The data I have is the nodes locations (m) of each little triangle like
point1 2.48309 2.51276 2.45388
point2 2.4875 2.50415 2.45103
point3 2.47773 2.50283 2.45452
and velocity (m/s) of each nodes
v1 -11.352 4.68846 -58.9501
v2 -10.2788 -1.54017 -60.6666
v3 12.043 6.94501 -34.1632
How can I calculate the work has been done by pressure p
I think need to ignore the work done by the interation of each triangle
採用された回答
William Rose
2022 年 9 月 24 日
1 投票
You ask "How can I calculate the work has been done by pressure p".
Do you mean the work done from time t=0 to time t=0.1 seconds, when the sphere breaks apart?
The pressure-volume work from time 0 to 0.1 is
W=integral from t=0 to 0.1 of {P(t)dV(t)}
where P(t) is the pressure at time t, (and you told us that P=10*t), and V(t) is the volume at time t.
If the triangle has mass, then the pressure may also do mechanical work, accelerating the triangle. But you did not tell us the triangle's mass or its acceleration. If the triangle is made of elastic material, then the pressure may do work stretching the triangle. But you did not tell us the triangle's spring constant.

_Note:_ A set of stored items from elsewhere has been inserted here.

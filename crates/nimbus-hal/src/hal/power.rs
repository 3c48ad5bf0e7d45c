// Copyright 2025 Neuraville Inc.
// SPDX-License-Identifier: Apache-2.0

/// CPU low-power waits
///
/// Both calls are the only places the node's single thread of control
/// suspends. Neither has a timeout.
pub trait PowerManager {
    /// Sleep until any interrupt fires (WFI).
    ///
    /// Returns immediately if an interrupt arrived since the previous call,
    /// so a flag set by an interrupt handler between the caller's check and
    /// this call is never missed.
    fn wait_for_interrupt(&self);

    /// Enter the low-power sleep state until a falling edge on the wake line.
    ///
    /// Edges that arrived while awake are latched and consumed one per call.
    fn sleep_until_wake(&self);
}
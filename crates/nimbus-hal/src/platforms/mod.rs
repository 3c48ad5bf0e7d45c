// Copyright 2025 Neuraville Inc.
// SPDX-License-Identifier: Apache-2.0

/// Board implementations
///
/// Each board module implements the HAL traits defined in `crate::hal`.
///
/// Available boards:
/// - `sim` - threads and condition variables standing in for interrupts

#[cfg(feature = "sim")]
pub mod sim;
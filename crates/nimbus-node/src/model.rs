// Copyright 2025 Neuraville Inc.
// SPDX-License-Identifier: Apache-2.0

//! Compiled-in model constants and the one-time startup check against them
//!
//! The class count and input resolution are properties of the trained
//! network. They never change at run time; configuration, sensor and
//! accelerator are checked against them once before the first cycle.

use nimbus_config::InputLayout;
use nimbus_neural::{InputGeometry, InputVariant};

use crate::error::{NodeError, Result};
use crate::settings::NodeSettings;

/// Output classes of the cloud-type network
pub const NUM_CLASSES: usize = 4;

/// Single-channel 32x32 luma input
pub const LUMA_INPUT: InputGeometry = layout_geometry(InputLayout::Luma, InputVariant::Luma);

/// Three-channel 128x128 packed input
pub const PACKED_INPUT: InputGeometry =
    layout_geometry(InputLayout::PackedRgb, InputVariant::PackedRgb);

const fn layout_geometry(layout: InputLayout, variant: InputVariant) -> InputGeometry {
    let (width, height) = layout.input_window();
    InputGeometry::new(width, height, variant)
}

/// Model input geometry for a configured input layout
pub fn input_geometry(layout: InputLayout) -> InputGeometry {
    match layout {
        InputLayout::Luma => LUMA_INPUT,
        InputLayout::PackedRgb => PACKED_INPUT,
    }
}

/// What the accelerator driver reports about the network it carries
#[derive(Debug, Clone, Copy, PartialEq, Eq)]
pub struct AcceleratorShape {
    pub input_words: usize,
    pub output_len: usize,
}

/// Check configured labels, sensor window and accelerator against the
/// model.
///
/// Returns the input geometry every cycle will use. Any mismatch is fatal.
pub fn validate_model(
    settings: &NodeSettings,
    accelerator: AcceleratorShape,
) -> Result<InputGeometry> {
    let geometry = input_geometry(settings.input_layout);
    let capture = &settings.sensor.capture;

    if settings.labels.len() != NUM_CLASSES {
        return Err(NodeError::ModelMismatch(format!(
            "{} class labels configured, model has {} classes",
            settings.labels.len(),
            NUM_CLASSES
        )));
    }
    if capture.width != geometry.width || capture.height != geometry.height {
        return Err(NodeError::ModelMismatch(format!(
            "sensor captures {}x{}, {} model input is {}x{}",
            capture.width, capture.height, geometry.variant, geometry.width, geometry.height
        )));
    }
    if accelerator.output_len != NUM_CLASSES {
        return Err(NodeError::ModelMismatch(format!(
            "accelerator produces {} scores, model has {} classes",
            accelerator.output_len, NUM_CLASSES
        )));
    }
    if accelerator.input_words != geometry.word_count() {
        return Err(NodeError::ModelMismatch(format!(
            "accelerator consumes {} input words, {} input needs {}",
            accelerator.input_words,
            geometry.variant,
            geometry.word_count()
        )));
    }
    Ok(geometry)
}

#[cfg(test)]
mod tests {
    use super::*;
    use nimbus_config::NimbusConfig;

    fn settings(width: u32, height: u32) -> NodeSettings {
        let mut settings = NodeSettings::from_config(&NimbusConfig::default()).unwrap();
        settings.sensor.capture.width = width;
        settings.sensor.capture.height = height;
        settings
    }

    fn luma_accelerator() -> AcceleratorShape {
        AcceleratorShape {
            input_words: 256,
            output_len: NUM_CLASSES,
        }
    }

    #[test]
    fn test_default_config_matches_luma_model() {
        let geometry = validate_model(&settings(32, 32), luma_accelerator()).unwrap();
        assert_eq!(geometry, LUMA_INPUT);
    }

    #[test]
    fn test_resolution_mismatch_is_fatal() {
        let err = validate_model(&settings(64, 64), luma_accelerator()).unwrap_err();
        assert!(matches!(err, NodeError::ModelMismatch(msg) if msg.contains("64x64")));
    }

    #[test]
    fn test_label_count_must_match_classes() {
        let mut settings = settings(32, 32);
        settings.labels.pop();
        assert!(matches!(
            validate_model(&settings, luma_accelerator()),
            Err(NodeError::ModelMismatch(_))
        ));
    }

    #[test]
    fn test_accelerator_shape_checked() {
        let wrong_outputs = AcceleratorShape {
            input_words: 256,
            output_len: 10,
        };
        assert!(validate_model(&settings(32, 32), wrong_outputs).is_err());

        let wrong_inputs = AcceleratorShape {
            input_words: 1024,
            output_len: NUM_CLASSES,
        };
        assert!(validate_model(&settings(32, 32), wrong_inputs).is_err());
    }

    #[test]
    fn test_packed_layout_needs_128_square() {
        let mut settings = settings(128, 128);
        settings.input_layout = InputLayout::PackedRgb;
        let accelerator = AcceleratorShape {
            input_words: 128 * 128,
            output_len: NUM_CLASSES,
        };
        assert_eq!(validate_model(&settings, accelerator).unwrap(), PACKED_INPUT);
    }

    #[test]
    fn test_geometry_tracks_configured_window() {
        for layout in [InputLayout::Luma, InputLayout::PackedRgb] {
            let geometry = input_geometry(layout);
            assert_eq!((geometry.width, geometry.height), layout.input_window());
        }
    }
}
// Copyright 2025 Neuraville Inc.
// SPDX-License-Identifier: Apache-2.0

//! Hardware Abstraction Layer (HAL) trait definitions for the sensing node
//!
//! This module defines platform-agnostic traits that must be implemented
//! by each board to provide:
//! - Time management (TimeProvider)
//! - Low-power waits (PowerManager)
//! - Image capture (CameraSensor)
//! - Inference (CnnAccelerator)
//! - Radio (LoraRadio)
//! - GPIO control (GpioProvider)
//! - Diagnostic console (SerialIO)

/// CNN accelerator control traits.
pub mod accelerator;
/// Image sensor traits and capture configuration.
pub mod camera;
/// General-purpose I/O abstractions for pins.
pub mod gpio;
/// Low-power waits (WFI, wake-line sleep).
pub mod power;
/// LoRa transceiver traits and transmit parameters.
pub mod radio;
/// Serial output for the diagnostic console.
pub mod serial;
/// Timekeeping abstractions (monotonic timers, delays).
pub mod time;

// Re-export trait types
pub use accelerator::{AcceleratorClock, CnnAccelerator, CompletionHandler};
pub use camera::{CameraSensor, CaptureConfig, PixelFormat, TransferMode};
pub use gpio::GpioProvider;
pub use power::PowerManager;
pub use radio::{Bandwidth, CodingRate, LoraRadio, PacketLength, RadioStatus, TxParams};
pub use serial::SerialIO;
pub use time::TimeProvider;

/// Core platform services: time, low-power waits and the final halt
pub trait Platform: TimeProvider + PowerManager {
    /// Get platform name (e.g., "MAX78000", "sim")
    fn name(&self) -> &'static str;

    /// Get CPU frequency in Hz
    fn cpu_frequency_hz(&self) -> u32;

    /// Get platform uptime in milliseconds
    fn uptime_ms(&self) -> u64 {
        self.get_time_us() / 1000
    }

    /// Stop forever. Interrupts stay masked; only a power cycle recovers.
    fn halt(&self) -> !;
}

/// A concrete board: one driver type per device
pub trait Board {
    type Camera: CameraSensor;
    type Accelerator: CnnAccelerator;
    type Radio: LoraRadio;
    type Gpio: GpioProvider;
    type Serial: SerialIO;
    type Platform: Platform;
}

/// Output lines the node drives directly
#[derive(Debug, Clone, Copy, PartialEq, Eq)]
pub struct BoardPins<P> {
    /// Radio reset/enable line, asserted high while the radio is in use
    pub radio_reset: P,
    /// Error indicator LED
    pub fault_led: P,
}

/// Every driver of a [`Board`], handed to the node once at startup
pub struct Peripherals<B: Board> {
    pub camera: B::Camera,
    pub accelerator: B::Accelerator,
    pub radio: B::Radio,
    pub gpio: B::Gpio,
    pub serial: B::Serial,
    pub platform: B::Platform,
    pub pins: BoardPins<<B::Gpio as GpioProvider>::Pin>,
}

The computation of pressure-volume work requires knowing the total volume of the sphere at each instant. We cannot determine this from knowing just how the corners of one triangle are moving. The overall movement may be a combination of inflation/deflation plus translation plus rotation. We do not even know on which side of the triangle the pressure is applied. I assume the pressure on the "other" side is zero.
6 件のコメント
Miraboreasu
2022 年 9 月 24 日
William Rose
2022 年 9 月 24 日
If you give the Young's modulus then the thickness is also required. (This is why I requested the spring constant, rather that E_Y, in my previous answer.) Even if you know the triangle's thickness, it is still complicated, because the three corners all have differennt relative velocities. Therefore each corner is moving in a different direciton. Therefore the triangle's area and shape are changing.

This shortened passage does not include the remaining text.